But more important than how much I earned is how much I learned. Was this a better year than most? I don’t know. I learn a lot every year. But with every lesson I learn, I realize how stupid I was the year before.
So here are some things I learned in 2022, in no particular order at all. This article will discuss seven things – the other 15 will be for Parts Two and Three.
1. Put options are extraordinarily expensive.
It’s not easy to tell whether an option is fairly priced, but there are some good formulas out there. One is the Black-Scholes formula, another is the binomial price formula. Personally, I like to buy options at a steep discount to prices determined by those formulas. But with puts, that’s almost impossible in today’s market.
Let’s look at an example. On Dec. 21, I wanted to buy some March out-of-the-money puts on Beyond Meat (BYND). The stock price was $13.26 and I was looking at an expiration date 86 days away. So I was looking at options with $12.50 and $10.00 strikes.
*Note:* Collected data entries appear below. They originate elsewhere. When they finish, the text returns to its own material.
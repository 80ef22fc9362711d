use chrono::DateTime;
use crossterm::event::{Event, KeyCode, MouseEventKind};
use ratatui::layout::Rect;
use ratatui::style::Style;
use ratatui::widgets::Paragraph;

use super::{AppPanel, Component, ComponentContext};
use crate::content::{ABOUT_ME, EmbeddedDocument};
use crate::theme;
use crate::ui::UiFrame;

const MENU: &str = " File  Edit  Format  View  Help";

/// Read-only text viewer for an embedded document.
pub struct NotepadPanel {
    document: &'static EmbeddedDocument,
    scroll: usize,
    view_height: usize,
}

impl std::fmt::Debug for NotepadPanel {
    fn fmt(&self, f: &mut std::fmt::Formatter<'_>) -> std::fmt::Result {
        f.debug_struct("NotepadPanel")
            .field("document", &self.document.name)
            .field("scroll", &self.scroll)
            .finish()
    }
}

impl Default for NotepadPanel {
    fn default() -> Self {
        Self::new(&ABOUT_ME)
    }
}

impl NotepadPanel {
    pub fn new(document: &'static EmbeddedDocument) -> Self {
        Self {
            document,
            scroll: 0,
            view_height: 0,
        }
    }

    pub fn scroll(&self) -> usize {
        self.scroll
    }

    fn line_count(&self) -> usize {
        self.document.content.lines().count()
    }

    fn max_scroll(&self) -> usize {
        self.line_count().saturating_sub(self.view_height.max(1))
    }

    pub fn scroll_by(&mut self, delta: isize) {
        self.scroll = self.scroll.saturating_add_signed(delta).min(self.max_scroll());
    }

    /// `Last saved` stamp derived from the document's modification time.
    pub fn saved_label(&self) -> Option<String> {
        let parsed = DateTime::parse_from_rfc3339(self.document.modified_rfc3339).ok()?;
        Some(format!("Last saved {}", parsed.format("%b %-d, %Y")))
    }
}

impl Component for NotepadPanel {
    fn resize(&mut self, area: Rect, _ctx: &ComponentContext) {
        // menu row and status row
        self.view_height = area.height.saturating_sub(2) as usize;
        self.scroll = self.scroll.min(self.max_scroll());
    }

    fn render(&mut self, frame: &mut UiFrame<'_>, area: Rect, ctx: &ComponentContext) {
        if area.width == 0 || area.height == 0 {
            return;
        }
        self.resize(area, ctx);
        let base = Style::default().bg(theme::window_bg()).fg(theme::window_fg());
        frame.fill(area, base);
        let menu_style = Style::default()
            .bg(theme::address_bar_bg())
            .fg(theme::address_bar_fg());
        frame.fill(Rect { height: 1, ..area }, menu_style);
        frame.set_string(area, area.x, area.y, MENU, menu_style);

        let body = Rect {
            x: area.x + 1,
            y: area.y + 1,
            width: area.width.saturating_sub(1),
            height: self.view_height as u16,
        };
        let scroll = u16::try_from(self.scroll).unwrap_or(u16::MAX);
        frame.render_widget(
            Paragraph::new(self.document.content)
                .style(base)
                .scroll((scroll, 0)),
            body,
        );

        if area.height >= 2 {
            let status = match self.saved_label() {
                Some(saved) => format!("{}  ·  {}", self.document.name, saved),
                None => self.document.name.to_string(),
            };
            let y = area.y + area.height - 1;
            frame.set_string(area, area.x + 1, y, &status, base.fg(theme::muted_fg()));
        }
    }

    fn handle_event(&mut self, event: &Event, _ctx: &ComponentContext) -> bool {
        let page = self.view_height.max(1) as isize;
        match event {
            Event::Key(key) => match key.code {
                KeyCode::Up => self.scroll_by(-1),
                KeyCode::Down => self.scroll_by(1),
                KeyCode::PageUp => self.scroll_by(-page),
                KeyCode::PageDown => self.scroll_by(page),
                KeyCode::Home => self.scroll = 0,
                KeyCode::End => self.scroll = self.max_scroll(),
                _ => return false,
            },
            Event::Mouse(mouse) => match mouse.kind {
                MouseEventKind::ScrollUp => self.scroll_by(-3),
                MouseEventKind::ScrollDown => self.scroll_by(3),
                _ => return false,
            },
            _ => return false,
        }
        true
    }
}

impl AppPanel for NotepadPanel {
    fn init(&mut self, _arg: Option<&str>) {
        self.scroll = 0;
    }
}
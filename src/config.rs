//! Command-line options and the runtime configuration derived from them.

use std::time::Duration;

use clap::Parser;

use crate::apps::AppId;
use crate::constants::DEFAULT_POLL_INTERVAL;
use crate::error::DeskError;

#[derive(Parser, Debug, Default)]
#[command(
    name = "term-desk",
    version = env!("CARGO_PKG_VERSION"),
    about = "A simulated desktop with draggable windows, in your terminal"
)]
pub struct Cli {
    /// Skip the boot splash and lock screen.
    #[arg(long)]
    pub skip_boot: bool,

    /// Input poll interval; also the animation tick.
    #[arg(long = "tick-ms", value_name = "MS")]
    pub tick_ms: Option<u64>,

    /// Open an application once the desktop is shown (notepad, explorer, chrome).
    #[arg(long, value_name = "APP")]
    pub open: Option<String>,

    /// Print the captured log to stderr after the terminal is restored.
    #[arg(long)]
    pub dump_log: bool,
}

#[derive(Debug, Clone, PartialEq, Eq)]
pub struct DesktopConfig {
    pub skip_boot: bool,
    pub poll_interval: Duration,
    pub initial_app: Option<AppId>,
    pub dump_log: bool,
}

impl Default for DesktopConfig {
    fn default() -> Self {
        Self {
            skip_boot: false,
            poll_interval: DEFAULT_POLL_INTERVAL,
            initial_app: None,
            dump_log: false,
        }
    }
}

impl TryFrom<&Cli> for DesktopConfig {
    type Error = DeskError;

    fn try_from(cli: &Cli) -> Result<Self, Self::Error> {
        let initial_app = cli.open.as_deref().map(str::parse).transpose()?;
        let poll_interval = cli
            .tick_ms
            .map(|ms| Duration::from_millis(ms.clamp(1, 1000)))
            .unwrap_or(DEFAULT_POLL_INTERVAL);
        Ok(Self {
            skip_boot: cli.skip_boot,
            poll_interval,
            initial_app,
            dump_log: cli.dump_log,
        })
    }
}
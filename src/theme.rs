use ratatui::style::Color;

// Centralized theme colors. Keep these as small helpers so RGB values go
// through `crate::term_color` and degrade on terminals without truecolor.

pub const ACCENT_RGB: (u8, u8, u8) = (0, 120, 215);
pub const DESKTOP_RGB: (u8, u8, u8) = (0, 84, 147);
pub const TASKBAR_RGB: (u8, u8, u8) = (32, 32, 32);
pub const BOOT_RGB: (u8, u8, u8) = (0, 0, 0);

pub fn rgb_to_color(rgb: (u8, u8, u8)) -> Color {
    crate::term_color::map_rgb_to_color(rgb.0, rgb.1, rgb.2)
}

pub fn accent() -> Color {
    rgb_to_color(ACCENT_RGB)
}

// Desktop / boot / lock
pub fn desktop_bg() -> Color {
    rgb_to_color(DESKTOP_RGB)
}
pub fn boot_bg() -> Color {
    rgb_to_color(BOOT_RGB)
}
pub fn boot_fg() -> Color {
    Color::White
}
pub fn lock_bg() -> Color {
    rgb_to_color(DESKTOP_RGB)
}
pub fn lock_fg() -> Color {
    Color::White
}

// Taskbar
pub fn taskbar_bg() -> Color {
    rgb_to_color(TASKBAR_RGB)
}
pub fn taskbar_fg() -> Color {
    Color::White
}
pub fn taskbar_active_bg() -> Color {
    Color::DarkGray
}
pub fn taskbar_indicator() -> Color {
    accent()
}
pub fn taskbar_minimized_fg() -> Color {
    Color::Gray
}

// Start menu
pub fn menu_bg() -> Color {
    Color::DarkGray
}
pub fn menu_fg() -> Color {
    Color::White
}
pub fn menu_selected_bg() -> Color {
    accent()
}
pub fn menu_selected_fg() -> Color {
    Color::White
}

// Window chrome
pub fn decorator_header_bg() -> Color {
    accent()
}
pub fn decorator_inactive_bg() -> Color {
    Color::DarkGray
}
pub fn decorator_header_fg() -> Color {
    Color::White
}
pub fn decorator_border() -> Color {
    Color::Gray
}
pub fn close_button_bg() -> Color {
    Color::Red
}
pub fn window_bg() -> Color {
    Color::Black
}
pub fn window_fg() -> Color {
    Color::White
}

// Application content
pub fn address_bar_bg() -> Color {
    Color::DarkGray
}
pub fn address_bar_fg() -> Color {
    Color::White
}
pub fn selection_bg() -> Color {
    accent()
}
pub fn selection_fg() -> Color {
    Color::White
}
pub fn muted_fg() -> Color {
    Color::Gray
}
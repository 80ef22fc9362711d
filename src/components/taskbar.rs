use ratatui::layout::Rect;
use ratatui::style::{Modifier, Style};

use super::mouse_in;
use crate::apps::AppId;
use crate::theme;
use crate::ui::UiFrame;
use crate::window::TaskbarIconState;

const START_LABEL: &str = " ⊞ ";
const SEARCH_LABEL: &str = " ⌕ Search ";
const ICON_WIDTH: u16 = 4;

/// What a taskbar click landed on.
#[derive(Debug, Clone, Copy, PartialEq, Eq)]
pub enum TaskbarHit {
    Start,
    Search,
    App(AppId),
}

/// One application icon as the taskbar should show it this frame.
#[derive(Debug, Clone, Copy, PartialEq, Eq)]
pub struct TaskbarIcon {
    pub app: AppId,
    pub state: TaskbarIconState,
    pub focused: bool,
}

/// Bottom bar: start and search buttons, application icons and the clock.
///
/// Hit rectangles are recorded during `render` and cleared by
/// `begin_frame`, so clicks are always tested against what was last drawn.
#[derive(Debug, Default)]
pub struct Taskbar {
    area: Rect,
    start_rect: Option<Rect>,
    search_rect: Option<Rect>,
    icon_hits: Vec<(AppId, Rect)>,
}

impl Taskbar {
    pub fn new() -> Self {
        Self::default()
    }

    pub fn begin_frame(&mut self) {
        self.start_rect = None;
        self.search_rect = None;
        self.icon_hits.clear();
    }

    pub fn area(&self) -> Rect {
        self.area
    }

    pub fn contains(&self, column: u16, row: u16) -> bool {
        mouse_in(self.area, column, row)
    }

    /// True when the point is on the start or search button; clicks there
    /// never count as "outside" the start menu.
    pub fn is_menu_button(&self, column: u16, row: u16) -> bool {
        matches!(
            self.hit_test(column, row),
            Some(TaskbarHit::Start | TaskbarHit::Search)
        )
    }

    pub fn hit_test(&self, column: u16, row: u16) -> Option<TaskbarHit> {
        if self.start_rect.is_some_and(|r| mouse_in(r, column, row)) {
            return Some(TaskbarHit::Start);
        }
        if self.search_rect.is_some_and(|r| mouse_in(r, column, row)) {
            return Some(TaskbarHit::Search);
        }
        self.icon_hits
            .iter()
            .find(|(_, rect)| mouse_in(*rect, column, row))
            .map(|(app, _)| TaskbarHit::App(*app))
    }

    pub fn render(
        &mut self,
        frame: &mut UiFrame<'_>,
        area: Rect,
        icons: &[TaskbarIcon],
        menu_open: bool,
        clock: &str,
    ) {
        self.area = area;
        if area.width == 0 || area.height == 0 {
            return;
        }
        let base = Style::default().bg(theme::taskbar_bg()).fg(theme::taskbar_fg());
        frame.fill(area, base);
        let mid = area.y + area.height / 2;
        let max_x = area.x.saturating_add(area.width);
        let button_rect = |x: u16, width: u16| Rect {
            x,
            y: area.y,
            width: width.min(max_x.saturating_sub(x)),
            height: area.height,
        };

        let mut x = area.x;
        let start_width = START_LABEL.chars().count() as u16;
        let start_style = if menu_open {
            base.bg(theme::taskbar_active_bg()).fg(theme::accent())
        } else {
            base.fg(theme::accent())
        };
        let start = button_rect(x, start_width);
        frame.fill(start, start_style);
        frame.set_string(area, x, mid, START_LABEL, start_style.add_modifier(Modifier::BOLD));
        self.start_rect = Some(start);
        x = x.saturating_add(start_width + 1);

        let search_width = SEARCH_LABEL.chars().count() as u16;
        if x.saturating_add(search_width) <= max_x {
            let search = button_rect(x, search_width);
            let style = base.bg(theme::taskbar_active_bg());
            frame.fill(search, style);
            frame.set_string(area, x, mid, SEARCH_LABEL, style);
            self.search_rect = Some(search);
            x = x.saturating_add(search_width + 1);
        }

        let clock_width = clock.chars().count() as u16 + 2;
        let icons_end = max_x.saturating_sub(clock_width);
        for icon in icons {
            if x.saturating_add(ICON_WIDTH) > icons_end {
                break;
            }
            let rect = button_rect(x, ICON_WIDTH);
            let style = if icon.focused {
                base.bg(theme::taskbar_active_bg())
            } else {
                base
            };
            frame.fill(rect, style);
            let glyph_style = if icon.state.minimized {
                style.fg(theme::taskbar_minimized_fg())
            } else {
                style
            };
            frame.set_string(area, x + 1, mid, icon.app.glyph(), glyph_style);
            let bottom = area.y + area.height - 1;
            if bottom > mid {
                if icon.state.active {
                    frame.set_string(area, x, bottom, " ━━ ", style.fg(theme::taskbar_indicator()));
                } else if icon.state.minimized {
                    frame.set_string(area, x, bottom, " ── ", style.fg(theme::taskbar_minimized_fg()));
                }
            }
            self.icon_hits.push((icon.app, rect));
            x = x.saturating_add(ICON_WIDTH);
        }

        if area.width > clock_width {
            frame.set_string(area, max_x - clock_width + 1, mid, clock, base);
        }
    }
}
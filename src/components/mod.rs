use crossterm::event::Event;
use ratatui::layout::Rect;

use crate::apps::AppId;
use crate::ui::UiFrame;

pub mod boot;
pub mod browser;
pub mod clock;
pub mod explorer;
pub mod lock_screen;
pub mod notepad;
pub mod start_menu;
pub mod taskbar;

pub use boot::{BootPhase, BootSequence};
pub use browser::{BrowserMode, BrowserPanel};
pub use clock::{Clock, FixedTime, SystemClock, TimeSource};
pub use explorer::ExplorerPanel;
pub use lock_screen::LockScreen;
pub use notepad::NotepadPanel;
pub use start_menu::StartMenu;
pub use taskbar::{Taskbar, TaskbarHit, TaskbarIcon};

pub use crate::component_context::ComponentContext;

pub trait Component {
    fn resize(&mut self, _area: Rect, _ctx: &ComponentContext) {}

    fn render(&mut self, frame: &mut UiFrame<'_>, area: Rect, ctx: &ComponentContext);

    fn handle_event(&mut self, _event: &Event, _ctx: &ComponentContext) -> bool {
        false
    }
}

/// Something an application asks the shell to do on its behalf.
#[derive(Debug, Clone, PartialEq, Eq)]
pub enum PanelRequest {
    /// Hand a URL to the host browser.
    OpenUrl(String),
    /// Open another application window.
    Launch { app: AppId, arg: Option<String> },
}

/// The content of an application window.
pub trait AppPanel: Component {
    /// Application-specific initialization, run each time the window opens.
    fn init(&mut self, arg: Option<&str>);

    /// Drain requests raised since the last call.
    fn take_requests(&mut self) -> Vec<PanelRequest> {
        Vec::new()
    }
}

/// Whether the mouse event lands inside `area`.
pub(crate) fn mouse_in(area: Rect, column: u16, row: u16) -> bool {
    column >= area.x
        && column < area.x.saturating_add(area.width)
        && row >= area.y
        && row < area.y.saturating_add(area.height)
}

#[cfg(test)]
mod tests {
    use super::*;
    use crate::ui::UiFrame;
    use crossterm::event::Event;
    use ratatui::prelude::Rect;

    struct DummyComp;
    impl Component for DummyComp {
        fn render(&mut self, _frame: &mut UiFrame<'_>, _area: Rect, _ctx: &ComponentContext) {}
    }

    #[test]
    fn default_handle_event_returns_false() {
        let mut d = DummyComp;
        assert!(!d.handle_event(
            &Event::Key(crossterm::event::KeyEvent::new(
                crossterm::event::KeyCode::Char('a'),
                crossterm::event::KeyModifiers::NONE
            )),
            &ComponentContext::default()
        ));
    }

    #[test]
    fn mouse_in_is_half_open() {
        let area = Rect::new(2, 2, 3, 2);
        assert!(mouse_in(area, 2, 2));
        assert!(mouse_in(area, 4, 3));
        assert!(!mouse_in(area, 5, 3));
        assert!(!mouse_in(area, 4, 4));
    }
}
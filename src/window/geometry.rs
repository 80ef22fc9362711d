//! Viewport geometry and the mapping between terminal cells and the virtual
//! pixels used by the window core.

use ratatui::layout::Rect;

use super::{Point, PxRect, Size};
use crate::constants::{CELL_HEIGHT_PX, CELL_WIDTH_PX, TASKBAR_HEIGHT};

/// Environment geometry, read at call time and never cached by callers.
pub trait GeometryProvider {
    /// Full viewport in virtual pixels, taskbar included.
    fn viewport(&self) -> Size;

    /// Area windows are centered in when first opened.
    fn container(&self) -> Size {
        self.viewport()
    }

    fn taskbar_height(&self) -> i32 {
        TASKBAR_HEIGHT
    }
}

impl<T: GeometryProvider + ?Sized> GeometryProvider for Box<T> {
    fn viewport(&self) -> Size {
        (**self).viewport()
    }

    fn container(&self) -> Size {
        (**self).container()
    }

    fn taskbar_height(&self) -> i32 {
        (**self).taskbar_height()
    }
}

/// Geometry with a fixed viewport, used by tests and headless rendering.
#[derive(Debug, Clone, Copy, PartialEq, Eq)]
pub struct FixedGeometry {
    viewport: Size,
    container: Size,
}

impl FixedGeometry {
    pub fn new(viewport: Size) -> Self {
        Self {
            viewport,
            container: viewport,
        }
    }

    /// Fixed geometry matching a terminal of `cols` × `rows` cells.
    pub fn from_cells(cols: u16, rows: u16) -> Self {
        Self::new(cells_to_size(cols, rows))
    }

    pub fn with_container(mut self, container: Size) -> Self {
        self.container = container;
        self
    }
}

impl GeometryProvider for FixedGeometry {
    fn viewport(&self) -> Size {
        self.viewport
    }

    fn container(&self) -> Size {
        self.container
    }
}

/// Reads the live terminal size from crossterm on every call.
#[derive(Debug, Clone, Copy, Default)]
pub struct ConsoleGeometry;

impl GeometryProvider for ConsoleGeometry {
    fn viewport(&self) -> Size {
        match crossterm::terminal::size() {
            Ok((cols, rows)) => cells_to_size(cols, rows),
            Err(err) => {
                tracing::warn!(%err, "terminal size unavailable; assuming 80x24");
                cells_to_size(80, 24)
            }
        }
    }
}

pub fn cells_to_size(cols: u16, rows: u16) -> Size {
    Size::new(
        i32::from(cols) * CELL_WIDTH_PX,
        i32::from(rows) * CELL_HEIGHT_PX,
    )
}

/// Virtual-pixel location of the top-left corner of cell (`column`, `row`).
pub fn cell_to_point(column: u16, row: u16) -> Point {
    Point::new(
        i32::from(column) * CELL_WIDTH_PX,
        i32::from(row) * CELL_HEIGHT_PX,
    )
}

/// Signed cell rectangle covering `rect`. Origins round down so a window
/// never appears to the right of where the core placed it.
pub fn px_rect_to_cells(rect: PxRect) -> CellRect {
    let x = rect.x.div_euclid(CELL_WIDTH_PX);
    let y = rect.y.div_euclid(CELL_HEIGHT_PX);
    let width = (rect.width.max(0) + CELL_WIDTH_PX - 1) / CELL_WIDTH_PX;
    let height = (rect.height.max(0) + CELL_HEIGHT_PX - 1) / CELL_HEIGHT_PX;
    CellRect {
        x,
        y,
        width,
        height,
    }
}

/// Cell rectangle that may start off screen.
#[derive(Debug, Clone, Copy, PartialEq, Eq, Default)]
pub struct CellRect {
    pub x: i32,
    pub y: i32,
    pub width: i32,
    pub height: i32,
}

impl CellRect {
    /// The part of this rectangle that lies inside `bounds`.
    pub fn clip(&self, bounds: Rect) -> Rect {
        let x0 = self.x.max(i32::from(bounds.x));
        let y0 = self.y.max(i32::from(bounds.y));
        let x1 = (self.x + self.width).min(i32::from(bounds.x) + i32::from(bounds.width));
        let y1 = (self.y + self.height).min(i32::from(bounds.y) + i32::from(bounds.height));
        if x1 <= x0 || y1 <= y0 {
            return Rect::default();
        }
        Rect {
            x: x0 as u16,
            y: y0 as u16,
            width: (x1 - x0) as u16,
            height: (y1 - y0) as u16,
        }
    }
}
use crate::ui::UiFrame;
use ratatui::backend::Backend;
use ratatui::layout::Size;
use std::io;

pub trait OutputDriver {
    type Backend: Backend;

    fn enter(&mut self) -> io::Result<()>;
    fn exit(&mut self) -> io::Result<()>;

    /// Current drawable size in cells.
    fn size(&self) -> io::Result<Size>;

    fn draw<F>(&mut self, f: F) -> io::Result<()>
    where
        F: FnOnce(UiFrame<'_>);
}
The historical volatility of BYND was 97.3% and a 3-month T-bill yielded 4.25%. It wasn’t hard to do the math: The Black-Scholes price given those inputs was $1.98 for the $12.50 strike and $0.87 for the $10 strike; the binomial prices were $1.82 and $0.73. Yet the going prices for these puts (taking the midpoint between the bid and the ask) were $3.25 and $1.85! That’s extraordinarily expensive! I would never pay anywhere near that much! Compare those prices to the call options on the same stock. The Black-Scholes price for a $15.00 call was $2.03 and the binomial price was $2.21. And the call options were priced at only $1.23.
Finding a bargain in puts is really hard work….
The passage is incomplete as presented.